As Saadallah was an asylum seeker, being subject to multiple convictions and imprisonment should probably have resulted in his expulsion under the UK Borders Act 2007, which allows for the automatic deportation of “foreign criminals” if they are convicted in the United Kingdom of an offence and sentenced to a period of imprisonment.
Yet, despite being released from HMP Bullingdon 16 days ago, Saadallah avoided this fate, seemingly due to the UK’s policy not to deport foreign nationals to failed states such as Libya. Whatever the merits, this clash in government policy which apparently culminated in Saadallah’s exception from the rule will likely come under scrutiny from the general public.
In his statement responding to the attack, Boris Johnson seemed cognisant of the potential for such scrutiny, choosing to emphasise the need to learn lessons. “If there are lessons that we need to learn about how we handle such cases, how we handle the events leading up to such cases, then we will learn those lessons and we will not hesitate to take action where necessary,” he said.
More tellingly, Johnson added a commitment to take action “if there are changes that need to be made to our legal system”. There also came the rather defensive reminder: “As you know, we’re recruiting 20,000 more [police officers], and of those I think we’ve already got about three and a half thousand in the force.”
The tone of Johnson’s statement was strikingly similar to his response to last year’s London Bridge attack. When it emerged that the attacker was released from prison early despite being convicted of planning to set up a terrorist camp in Pakistan, Johnson insisted: “It’s absolutely clear that we can’t carry on with the failed approaches of the past.” The resultant crack down on the early release of terrorist offenders came soon after.
The Prime Minister had spotted a political weakness and countered it with an immediate change of policy. This time, however, that may be more difficult.

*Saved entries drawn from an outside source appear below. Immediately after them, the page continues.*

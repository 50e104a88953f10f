//! # rpcwire
//!
//! Serve a procedure to Connect, gRPC and gRPC-Web clients from one
//! implementation, mounted on an [axum](https://github.com/tokio-rs/axum)
//! router.
//!
//! - [`Handler`] sniffs the protocol of each request, negotiates codec and
//!   compression, and runs the [`Implementation`] with a [`HandlerConn`].
//! - [`HandlerConn`] receives request messages, sends response messages and
//!   carries headers and trailers. The protocol-specific end of the call is
//!   written when the implementation returns.
//! - [`HandlerConfig`] holds codecs, compression and size limits.
//!
//! Wire-level building blocks live in [`rpcwire_core`], re-exported here.

mod body;
mod config;
mod conn;
mod connect;
mod grpc;
mod handler;
mod sniff;

pub use config::HandlerConfig;
pub use conn::HandlerConn;
pub use handler::{BoxFuture, Handler, Implementation};

pub use rpcwire_core;
pub use rpcwire_core::{
    CallContext, Code, Codec, CompressionPool, CompressionPools, Error, ErrorDetail,
    IdempotencyLevel, Protocol, RpcMessage, Spec, StreamType,
};
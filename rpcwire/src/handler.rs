//! The [`Handler`] service.
//!
//! A `Handler` serves one procedure over Connect, gRPC and gRPC-Web. It is a
//! `tower::Service`, so it mounts directly on an axum router:
//!
//! ```rust,ignore
//! let spec = Spec::new("/greet.v1.GreetService/Greet", StreamType::Unary);
//! let handler = Handler::new(spec, HandlerConfig::default(), |conn: HandlerConn| async move {
//!     let request: GreetRequest = conn.receive_unary().await?;
//!     conn.send(&GreetResponse { greeting: format!("Hello, {}!", request.name) }).await
//! });
//! let app = Router::new().route_service("/greet.v1.GreetService/Greet", handler);
//! ```

use std::convert::Infallible;
use std::future::Future;
use std::pin::Pin;
use std::sync::Arc;
use std::task::{Context, Poll};

use axum::body::Body;
use axum::response::Response;
use http::{HeaderValue, Request, StatusCode, header};
use rpcwire_core::{Error, Spec};
use tokio::sync::oneshot;
use tower::Service;
use tracing::Instrument;

use crate::body;
use crate::config::HandlerConfig;
use crate::conn::HandlerConn;
use crate::sniff::{self, Rejection, Wire};
use crate::{connect, grpc};

pub type BoxFuture<T> = Pin<Box<dyn Future<Output = T> + Send>>;

/// Application logic of one procedure.
///
/// Returning an error ends the call with that error; returning `Ok` ends it
/// successfully. Either way the protocol's end of stream is written after
/// the implementation returns.
pub trait Implementation: Send + Sync + 'static {
    fn call(&self, conn: HandlerConn) -> BoxFuture<Result<(), Error>>;
}

impl<F, Fut> Implementation for F
where
    F: Fn(HandlerConn) -> Fut + Send + Sync + 'static,
    Fut: Future<Output = Result<(), Error>> + Send + 'static,
{
    fn call(&self, conn: HandlerConn) -> BoxFuture<Result<(), Error>> {
        Box::pin(self(conn))
    }
}

/// Serves one procedure over every supported protocol.
#[derive(Clone)]
pub struct Handler {
    inner: Arc<Inner>,
}

struct Inner {
    spec: Spec,
    config: HandlerConfig,
    implementation: Box<dyn Implementation>,
}

impl Handler {
    pub fn new<I: Implementation>(spec: Spec, config: HandlerConfig, implementation: I) -> Self {
        Self {
            inner: Arc::new(Inner {
                spec,
                config,
                implementation: Box::new(implementation),
            }),
        }
    }

    pub fn spec(&self) -> &Spec {
        &self.inner.spec
    }

    pub fn config(&self) -> &HandlerConfig {
        &self.inner.config
    }
}

impl Inner {
    async fn serve(self: Arc<Self>, req: Request<Body>) -> Response {
        let (parts, request_body) = req.into_parts();
        let detected = match sniff::detect(
            &parts.method,
            &parts.headers,
            parts.uri.query(),
            &self.spec,
            &self.config,
        ) {
            Ok(detected) => detected,
            Err(rejection) => return rejection_response(rejection),
        };

        let (head_tx, head_rx) = oneshot::channel();
        let (sink, response_body) = body::channel();
        let (conn, failure) = match detected.wire {
            Wire::Grpc { .. } => grpc::new_conn(
                &detected,
                &parts,
                request_body,
                &self.config,
                &self.spec,
                head_tx,
                sink,
            ),
            Wire::ConnectUnary { .. } | Wire::ConnectStream => connect::new_conn(
                &detected,
                &parts,
                request_body,
                &self.config,
                &self.spec,
                head_tx,
                sink,
            ),
        };

        let span = tracing::debug_span!(
            "rpc",
            procedure = %self.spec.procedure,
            protocol = %conn.protocol(),
        );
        match failure {
            Some(err) => {
                tracing::debug!(parent: &span, error = %err, "rejecting call");
                conn.close(Some(err)).instrument(span).await;
            }
            None => {
                let inner = self.clone();
                tokio::spawn(
                    async move {
                        let result = conn
                            .context()
                            .run(inner.implementation.call(conn.clone()))
                            .await;
                        if let Err(err) = &result {
                            tracing::debug!(error = %err, "call failed");
                        }
                        conn.close(result.err()).await;
                    }
                    .instrument(span),
                );
            }
        }

        match head_rx.await {
            Ok(head) => head.map(|()| response_body),
            Err(_) => {
                tracing::debug!(procedure = %self.spec.procedure, "call ended without a response");
                let mut response = Response::new(Body::empty());
                *response.status_mut() = StatusCode::INTERNAL_SERVER_ERROR;
                response
            }
        }
    }
}

fn rejection_response(rejection: Rejection) -> Response {
    let mut response = Response::new(Body::empty());
    match rejection {
        Rejection::MethodNotAllowed(allow) => {
            *response.status_mut() = StatusCode::METHOD_NOT_ALLOWED;
            response
                .headers_mut()
                .insert(header::ALLOW, HeaderValue::from_static(allow));
        }
        Rejection::UnsupportedMediaType(accept) => {
            *response.status_mut() = StatusCode::UNSUPPORTED_MEDIA_TYPE;
            if let Ok(accept) = HeaderValue::from_str(&accept) {
                response.headers_mut().insert("accept-post", accept);
            }
        }
    }
    response
}

impl Service<Request<Body>> for Handler {
    type Response = Response;
    type Error = Infallible;
    type Future = BoxFuture<Result<Response, Infallible>>;

    fn poll_ready(&mut self, _cx: &mut Context<'_>) -> Poll<Result<(), Self::Error>> {
        Poll::Ready(Ok(()))
    }

    fn call(&mut self, req: Request<Body>) -> Self::Future {
        let inner = self.inner.clone();
        Box::pin(async move { Ok(inner.serve(req).await) })
    }
}
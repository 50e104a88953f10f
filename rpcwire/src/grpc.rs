//! gRPC and gRPC-Web handler conns.

use futures::StreamExt;
use http::request::Parts;
use http::{HeaderMap, HeaderValue, header};
use rpcwire_core::grpc;
use rpcwire_core::{
    BodyStream, CallContext, EnvelopeReader, EnvelopeWriter, Error, Negotiated, Spec,
};

use crate::body::{BodySink, RequestStream};
use crate::config::HandlerConfig;
use crate::conn::{Framing, HandlerConn, HeadSender, Reader, Writer, header_str};
use crate::sniff::{Detected, Wire};

/// Build the conn for a gRPC or gRPC-Web request.
///
/// Like its Connect counterpart, a negotiation failure is returned next to
/// a conn that can still encode it.
pub(crate) fn new_conn(
    detected: &Detected,
    parts: &Parts,
    body: axum::body::Body,
    config: &HandlerConfig,
    spec: &Spec,
    head: HeadSender,
    sink: BodySink,
) -> (HandlerConn, Option<Error>) {
    let headers = &parts.headers;
    let web = detected.wire == Wire::Grpc { web: true };
    let mut failure: Option<Error> = None;

    let negotiated = config
        .compression
        .negotiate(
            header_str(headers, grpc::HEADER_COMPRESSION),
            header_str(headers, grpc::HEADER_ACCEPT_COMPRESSION),
        )
        .unwrap_or_else(|err| {
            failure.get_or_insert(err);
            Negotiated::default()
        });
    let codec = detected.codec.unwrap_or_else(|| config.default_codec());

    let ctx = match grpc::parse_timeout(header_str(headers, grpc::HEADER_TIMEOUT)) {
        Ok(Some(timeout)) => CallContext::new().with_timeout(timeout),
        Ok(None) => CallContext::new(),
        Err(err) => {
            failure.get_or_insert(Error::invalid_argument(err.to_string()));
            CallContext::new()
        }
    };

    let mut base = HeaderMap::new();
    if let Ok(content_type) =
        HeaderValue::from_str(&grpc::content_type_from_codec_name(web, codec.name()))
    {
        base.insert(header::CONTENT_TYPE, content_type);
    }
    if let Some(pool) = &negotiated.response {
        if let Ok(name) = HeaderValue::from_str(pool.name()) {
            base.insert(grpc::HEADER_COMPRESSION, name);
        }
    }
    if !config.compression.is_empty() {
        if let Ok(names) = HeaderValue::from_str(&config.compression.comma_separated_names()) {
            base.insert(grpc::HEADER_ACCEPT_COMPRESSION, names);
        }
    }

    let stream: RequestStream = BodyStream::new(body).boxed();
    let buffers = config.buffers.clone();
    let reader = EnvelopeReader::new(stream, codec, buffers.clone())
        .compression(negotiated.request.clone())
        .read_max_bytes(config.read_max_bytes);
    let writer = EnvelopeWriter::new(codec, buffers)
        .compression(negotiated.response)
        .compress_min_bytes(config.compress_min_bytes)
        .send_max_bytes(config.send_max_bytes);

    let conn = HandlerConn::new(
        spec.clone(),
        detected.wire,
        parts.headers.clone(),
        ctx,
        Reader::Envelope {
            reader,
            done: false,
        },
        Writer::new(head, base, sink, Framing::Envelope(writer)),
    );
    (conn, failure)
}
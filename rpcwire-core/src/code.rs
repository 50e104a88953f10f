//! Status codes shared by every protocol.

use std::fmt;
use std::str::FromStr;

use http::StatusCode;
use serde::{Deserialize, Deserializer, Serialize, Serializer};

/// RPC status codes.
///
/// The sixteen error codes are fixed across Connect, gRPC and gRPC-Web.
/// Values outside the known range are carried as [`Code::Other`] so that they
/// survive a text round-trip (`code_<n>`).
#[derive(Clone, Copy, Debug, PartialEq, Eq, Hash)]
pub enum Code {
    Ok,
    Canceled,
    Unknown,
    InvalidArgument,
    DeadlineExceeded,
    NotFound,
    AlreadyExists,
    PermissionDenied,
    ResourceExhausted,
    FailedPrecondition,
    Aborted,
    OutOfRange,
    Unimplemented,
    Internal,
    Unavailable,
    DataLoss,
    Unauthenticated,
    /// A numeric code outside `0..=16`.
    Other(u32),
}

impl Code {
    /// Every named code, in numeric order.
    pub const ALL: [Code; 17] = [
        Code::Ok,
        Code::Canceled,
        Code::Unknown,
        Code::InvalidArgument,
        Code::DeadlineExceeded,
        Code::NotFound,
        Code::AlreadyExists,
        Code::PermissionDenied,
        Code::ResourceExhausted,
        Code::FailedPrecondition,
        Code::Aborted,
        Code::OutOfRange,
        Code::Unimplemented,
        Code::Internal,
        Code::Unavailable,
        Code::DataLoss,
        Code::Unauthenticated,
    ];

    /// Build a code from its numeric value.
    pub fn from_u32(value: u32) -> Code {
        match Code::ALL.get(value as usize) {
            Some(code) => *code,
            None => Code::Other(value),
        }
    }

    pub fn as_u32(&self) -> u32 {
        match self {
            Code::Ok => 0,
            Code::Canceled => 1,
            Code::Unknown => 2,
            Code::InvalidArgument => 3,
            Code::DeadlineExceeded => 4,
            Code::NotFound => 5,
            Code::AlreadyExists => 6,
            Code::PermissionDenied => 7,
            Code::ResourceExhausted => 8,
            Code::FailedPrecondition => 9,
            Code::Aborted => 10,
            Code::OutOfRange => 11,
            Code::Unimplemented => 12,
            Code::Internal => 13,
            Code::Unavailable => 14,
            Code::DataLoss => 15,
            Code::Unauthenticated => 16,
            Code::Other(value) => *value,
        }
    }

    /// Canonical snake_case name, `None` for [`Code::Other`].
    pub fn as_str(&self) -> Option<&'static str> {
        let name = match self {
            Code::Ok => "ok",
            Code::Canceled => "canceled",
            Code::Unknown => "unknown",
            Code::InvalidArgument => "invalid_argument",
            Code::DeadlineExceeded => "deadline_exceeded",
            Code::NotFound => "not_found",
            Code::AlreadyExists => "already_exists",
            Code::PermissionDenied => "permission_denied",
            Code::ResourceExhausted => "resource_exhausted",
            Code::FailedPrecondition => "failed_precondition",
            Code::Aborted => "aborted",
            Code::OutOfRange => "out_of_range",
            Code::Unimplemented => "unimplemented",
            Code::Internal => "internal",
            Code::Unavailable => "unavailable",
            Code::DataLoss => "data_loss",
            Code::Unauthenticated => "unauthenticated",
            Code::Other(_) => return None,
        };
        Some(name)
    }

    /// HTTP status used by Connect unary error responses.
    pub fn to_http_status(&self) -> StatusCode {
        let status = match self {
            Code::Canceled => 499,
            Code::Unknown => 500,
            Code::InvalidArgument => 400,
            Code::DeadlineExceeded => 504,
            Code::NotFound => 404,
            Code::AlreadyExists => 409,
            Code::PermissionDenied => 403,
            Code::ResourceExhausted => 429,
            Code::FailedPrecondition => 400,
            Code::Aborted => 409,
            Code::OutOfRange => 400,
            Code::Unimplemented => 501,
            Code::Internal => 500,
            Code::Unavailable => 503,
            Code::DataLoss => 500,
            Code::Unauthenticated => 401,
            Code::Ok | Code::Other(_) => 500,
        };
        StatusCode::from_u16(status).unwrap_or(StatusCode::INTERNAL_SERVER_ERROR)
    }

    /// Best-effort code for an HTTP status when the peer sent nothing richer.
    pub fn from_http_status(status: StatusCode) -> Code {
        match status.as_u16() {
            400 => Code::Internal,
            401 => Code::Unauthenticated,
            403 => Code::PermissionDenied,
            404 => Code::Unimplemented,
            429 | 502 | 503 | 504 => Code::Unavailable,
            _ => Code::Unknown,
        }
    }
}

impl fmt::Display for Code {
    fn fmt(&self, f: &mut fmt::Formatter<'_>) -> fmt::Result {
        match self.as_str() {
            Some(name) => f.write_str(name),
            None => write!(f, "code_{}", self.as_u32()),
        }
    }
}

/// Error returned when parsing a [`Code`] from text fails.
#[derive(Clone, Debug, PartialEq, Eq, thiserror::Error)]
#[error("invalid code {0:?}")]
pub struct ParseCodeError(String);

impl FromStr for Code {
    type Err = ParseCodeError;

    fn from_str(s: &str) -> Result<Self, Self::Err> {
        if let Some(code) = Code::ALL.iter().find(|code| code.as_str() == Some(s)) {
            return Ok(*code);
        }
        // Only out-of-range values use the numeric form.
        if let Some(value) = s.strip_prefix("code_").and_then(|n| n.parse::<u32>().ok()) {
            if let Code::Other(value) = Code::from_u32(value) {
                return Ok(Code::Other(value));
            }
        }
        Err(ParseCodeError(s.to_string()))
    }
}

impl Serialize for Code {
    fn serialize<S: Serializer>(&self, serializer: S) -> Result<S::Ok, S::Error> {
        serializer.collect_str(self)
    }
}

impl<'de> Deserialize<'de> for Code {
    fn deserialize<D: Deserializer<'de>>(deserializer: D) -> Result<Self, D::Error> {
        let text = String::deserialize(deserializer)?;
        text.parse().map_err(serde::de::Error::custom)
    }
}

#[cfg(test)]
mod tests {
    use super::*;

    #[test]
    fn test_code_text_round_trip() {
        for code in Code::ALL {
            let text = code.to_string();
            assert_eq!(text.parse::<Code>(), Ok(code), "{text}");
        }
    }

    #[test]
    fn test_code_out_of_range() {
        assert_eq!("code_999".parse::<Code>(), Ok(Code::Other(999)));
        assert_eq!(Code::Other(999).to_string(), "code_999");
        assert_eq!(Code::from_u32(999), Code::Other(999));
        assert_eq!(Code::from_u32(14), Code::Unavailable);
    }

    #[test]
    fn test_code_rejects_unknown_text() {
        assert!("bogus".parse::<Code>().is_err());
        assert!("cancelled".parse::<Code>().is_err());
        assert!("code_3".parse::<Code>().is_err());
        assert!("code_".parse::<Code>().is_err());
        assert!("".parse::<Code>().is_err());
    }

    #[test]
    fn test_code_serde() {
        let json = serde_json::to_string(&Code::ResourceExhausted).unwrap();
        assert_eq!(json, "\"resource_exhausted\"");
        let code: Code = serde_json::from_str("\"code_42\"").unwrap();
        assert_eq!(code, Code::Other(42));
        assert!(serde_json::from_str::<Code>("\"nope\"").is_err());
    }

    #[test]
    fn test_code_to_http_status() {
        assert_eq!(Code::Canceled.to_http_status().as_u16(), 499);
        assert_eq!(Code::ResourceExhausted.to_http_status(), StatusCode::TOO_MANY_REQUESTS);
        assert_eq!(Code::Unimplemented.to_http_status(), StatusCode::NOT_IMPLEMENTED);
        assert_eq!(Code::Unauthenticated.to_http_status(), StatusCode::UNAUTHORIZED);
        assert_eq!(Code::Other(77).to_http_status(), StatusCode::INTERNAL_SERVER_ERROR);
    }

    #[test]
    fn test_code_from_http_status() {
        assert_eq!(Code::from_http_status(StatusCode::BAD_REQUEST), Code::Internal);
        assert_eq!(Code::from_http_status(StatusCode::NOT_FOUND), Code::Unimplemented);
        assert_eq!(Code::from_http_status(StatusCode::TOO_MANY_REQUESTS), Code::Unavailable);
        assert_eq!(Code::from_http_status(StatusCode::BAD_GATEWAY), Code::Unavailable);
        assert_eq!(Code::from_http_status(StatusCode::IM_A_TEAPOT), Code::Unknown);
    }
}
impl<S> EnvelopeReader<S>
where
    S: Stream<Item = Result<Bytes, Error>> + Unpin,
{
    pub fn new(stream: S, codec: Codec, buffers: BufferPool) -> Self {
        Self {
            stream,
            buffer: BytesMut::new(),
            codec,
            compression: None,
            read_max_bytes: 0,
            bytes_read: 0,
            buffers,
        }
    }

    pub fn compression(mut self, compression: Option<CompressionPool>) -> Self {
        self.compression = compression;
        self
    }

    /// Zero means unlimited.
    pub fn read_max_bytes(mut self, max: usize) -> Self {
        self.read_max_bytes = max;
        self
    }

    /// Bytes consumed from the underlying stream so far.
    pub fn bytes_read(&self) -> u64 {
        self.bytes_read
    }

    pub fn get_ref(&self) -> &S {
        &self.stream
    }

    pub fn get_mut(&mut self) -> &mut S {
        &mut self.stream
    }

    /// Pull chunks until at least `n` bytes are buffered.
    /// Returns `false` if the stream ended first.
    async fn fill(&mut self, n: usize) -> Result<bool, Error> {
        while self.buffer.len() < n {
            match self.stream.next().await {
                Some(chunk) => {
                    let chunk = chunk?;
                    self.bytes_read += chunk.len() as u64;
                    self.buffer.extend_from_slice(&chunk);
                }
                None => return Ok(false),
            }
        }
        Ok(true)
    }

    /// Skip `n` bytes without buffering them. Returns the number skipped.
    async fn discard(&mut self, mut n: usize) -> Result<usize, Error> {
        let mut skipped = n.min(self.buffer.len());
        self.buffer.advance(skipped);
        n -= skipped;
        while n > 0 {
            match self.stream.next().await {
                Some(chunk) => {
                    let chunk = chunk?;
                    self.bytes_read += chunk.len() as u64;
                    if chunk.len() > n {
                        self.buffer.extend_from_slice(&chunk[n..]);
                        skipped += n;
                        n = 0;
                    } else {
                        skipped += chunk.len();
                        n -= chunk.len();
                    }
                }
                None => break,
            }
        }
        Ok(skipped)
    }

    /// Read one raw frame. `None` on a clean end of stream.
    pub async fn read(&mut self) -> Result<Option<Envelope>, Error> {
        if !self.fill(ENVELOPE_PREFIX_LEN).await? {
            if self.buffer.is_empty() {
                return Ok(None);
            }
            return Err(Error::invalid_argument(
                "protocol error: incomplete envelope",
            ));
        }
        let flags = self.buffer[0];
        let size = u32::from_be_bytes([
            self.buffer[1],
            self.buffer[2],
            self.buffer[3],
            self.buffer[4],
        ]) as usize;
        self.buffer.advance(ENVELOPE_PREFIX_LEN);

        if self.read_max_bytes > 0 && size > self.read_max_bytes {
            self.discard(size).await.map_err(|e| {
                Error::resource_exhausted(format!(
                    "message is larger than configured max {} - unable to determine message size: {e}",
                    self.read_max_bytes
                ))
            })?;
            return Err(Error::resource_exhausted(format!(
                "message size {size} is larger than configured max {}",
                self.read_max_bytes
            )));
        }

        if !self.fill(size).await? {
            return Err(Error::invalid_argument(format!(
                "protocol error: promised {size} bytes in enveloped message, got {} bytes",
                self.buffer.len()
            )));
        }
        let data = self.buffer.split_to(size).freeze();
        tracing::trace!(flags, len = size, "read envelope");
        Ok(Some(Envelope::new(flags, data)))
    }

    /// Read and decode the next message.
    pub async fn unmarshal<M: RpcMessage>(&mut self) -> Result<Next<M>, Error> {
        let Some(envelope) = self.read().await? else {
            return Ok(Next::End);
        };
        let compressed = envelope.is_set(envelope_flags::COMPRESSED);
        let pool = match (&self.compression, compressed) {
            (None, true) => {
                return Err(Error::internal(
                    "protocol error: received compressed message without compression support",
                ));
            }
            (Some(pool), true) if !envelope.data.is_empty() => Some(pool.clone()),
            _ => None,
        };
        let data = match pool {
            Some(pool) => {
                let mut decompressed = self.buffers.get();
                pool.decompress(&envelope.data, &mut decompressed, self.read_max_bytes as u64)?;
                decompressed.split().freeze()
            }
            None => envelope.data,
        };

        if envelope.flags & !envelope_flags::COMPRESSED != 0 {
            let extra = self.discard(usize::MAX).await?;
            if extra > 0 {
                return Err(Error::internal(format!(
                    "corrupt response: {extra} extra bytes after end of stream"
                )));
            }
            return Ok(Next::Special(Envelope::new(envelope.flags, data)));
        }
        Ok(Next::Message(self.codec.unmarshal(&data)?))
    }
}
//! Bounded object pools.
//!
//! A [`Pool`] keeps a free list of at most `capacity` idle objects. Objects
//! are handed out as [`Pooled`] guards that reset and return the object on
//! drop. Objects that are never returned show up in
//! [`Pool::outstanding`] instead of growing the free list.

use std::fmt;
use std::ops::{Deref, DerefMut};
use std::sync::atomic::{AtomicUsize, Ordering};
use std::sync::{Arc, Mutex};

use bytes::BytesMut;

const DEFAULT_POOL_CAPACITY: usize = 64;

/// Initial capacity of pooled byte buffers.
pub const INITIAL_BUFFER_SIZE: usize = 512;

/// Buffers that grew past this size are dropped instead of recycled.
pub const MAX_RECYCLE_BUFFER_SIZE: usize = 8 * 1024 * 1024;

/// Objects that can be cleared for reuse.
pub trait Reset {
    /// Clear all state. Returns `false` if the object should not be reused.
    fn reset(&mut self) -> bool;
}

impl Reset for BytesMut {
    fn reset(&mut self) -> bool {
        self.clear();
        self.capacity() <= MAX_RECYCLE_BUFFER_SIZE
    }
}

struct Shared<T> {
    free: Mutex<Vec<T>>,
    capacity: usize,
    factory: Box<dyn Fn() -> T + Send + Sync>,
    outstanding: AtomicUsize,
}

impl<T: Reset> Shared<T> {
    fn put(&self, mut value: T) {
        self.outstanding.fetch_sub(1, Ordering::Relaxed);
        if !value.reset() {
            return;
        }
        let mut free = self.free.lock().unwrap_or_else(|e| e.into_inner());
        if free.len() < self.capacity {
            free.push(value);
        }
    }
}

/// A thread-safe pool of reusable objects.
pub struct Pool<T> {
    shared: Arc<Shared<T>>,
}

impl<T> Clone for Pool<T> {
    fn clone(&self) -> Self {
        Self {
            shared: self.shared.clone(),
        }
    }
}

impl<T: Reset> Pool<T> {
    pub fn new<F>(capacity: usize, factory: F) -> Self
    where
        F: Fn() -> T + Send + Sync + 'static,
    {
        Self {
            shared: Arc::new(Shared {
                free: Mutex::new(Vec::new()),
                capacity,
                factory: Box::new(factory),
                outstanding: AtomicUsize::new(0),
            }),
        }
    }

    /// Take an object, creating one if the free list is empty.
    pub fn get(&self) -> Pooled<T> {
        let reused = self
            .shared
            .free
            .lock()
            .unwrap_or_else(|e| e.into_inner())
            .pop();
        let value = reused.unwrap_or_else(|| (self.shared.factory)());
        self.shared.outstanding.fetch_add(1, Ordering::Relaxed);
        Pooled {
            value: Some(value),
            shared: self.shared.clone(),
        }
    }

    /// Objects handed out and not yet returned or detached.
    pub fn outstanding(&self) -> usize {
        self.shared.outstanding.load(Ordering::Relaxed)
    }

    /// Objects waiting in the free list.
    pub fn idle(&self) -> usize {
        self.shared
            .free
            .lock()
            .unwrap_or_else(|e| e.into_inner())
            .len()
    }
}

impl<T> fmt::Debug for Pool<T> {
    fn fmt(&self, f: &mut fmt::Formatter<'_>) -> fmt::Result {
        f.debug_struct("Pool")
            .field("capacity", &self.shared.capacity)
            .field("outstanding", &self.shared.outstanding.load(Ordering::Relaxed))
            .finish()
    }
}

/// An object borrowed from a [`Pool`]; returned on drop.
pub struct Pooled<T: Reset> {
    value: Option<T>,
    shared: Arc<Shared<T>>,
}

impl<T: Reset> Pooled<T> {
    /// Keep the object for good instead of returning it.
    pub fn detach(mut self) -> T {
        self.shared.outstanding.fetch_sub(1, Ordering::Relaxed);
        match self.value.take() {
            Some(value) => value,
            None => (self.shared.factory)(),
        }
    }
}

impl<T: Reset> Deref for Pooled<T> {
    type Target = T;

    fn deref(&self) -> &T {
        match &self.value {
            Some(value) => value,
            None => unreachable!("pooled value is only taken on drop or detach"),
        }
    }
}

impl<T: Reset> DerefMut for Pooled<T> {
    fn deref_mut(&mut self) -> &mut T {
        match &mut self.value {
            Some(value) => value,
            None => unreachable!("pooled value is only taken on drop or detach"),
        }
    }
}

impl<T: Reset> Drop for Pooled<T> {
    fn drop(&mut self) {
        if let Some(value) = self.value.take() {
            self.shared.put(value);
        }
    }
}

impl<T: Reset + fmt::Debug> fmt::Debug for Pooled<T> {
    fn fmt(&self, f: &mut fmt::Formatter<'_>) -> fmt::Result {
        f.debug_tuple("Pooled").field(&self.value).finish()
    }
}

/// Pool of byte buffers used for envelopes and message encoding.
pub type BufferPool = Pool<BytesMut>;

impl Default for Pool<BytesMut> {
    fn default() -> Self {
        Pool::new(DEFAULT_POOL_CAPACITY, || {
            BytesMut::with_capacity(INITIAL_BUFFER_SIZE)
        })
    }
}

While Priti Patel has made clear her desire to ease the process by which foreign criminals are deported, it is not clear how the government can square a change in deportation policy to failed states with its obligations to the European Convention on Human Rights. Articles 2 and 3 have been successfully used in the past to argue that deportation to a failed state contravenes the prohibition of torture and inhuman or degrading treatment.
It is clear that Johnson wants to be seen to do something, but taking on the ECHR in the middle of a global pandemic may be a step too far. As a politician who enjoys quick, populist fixes to complex issues, he will be looking for suggestions.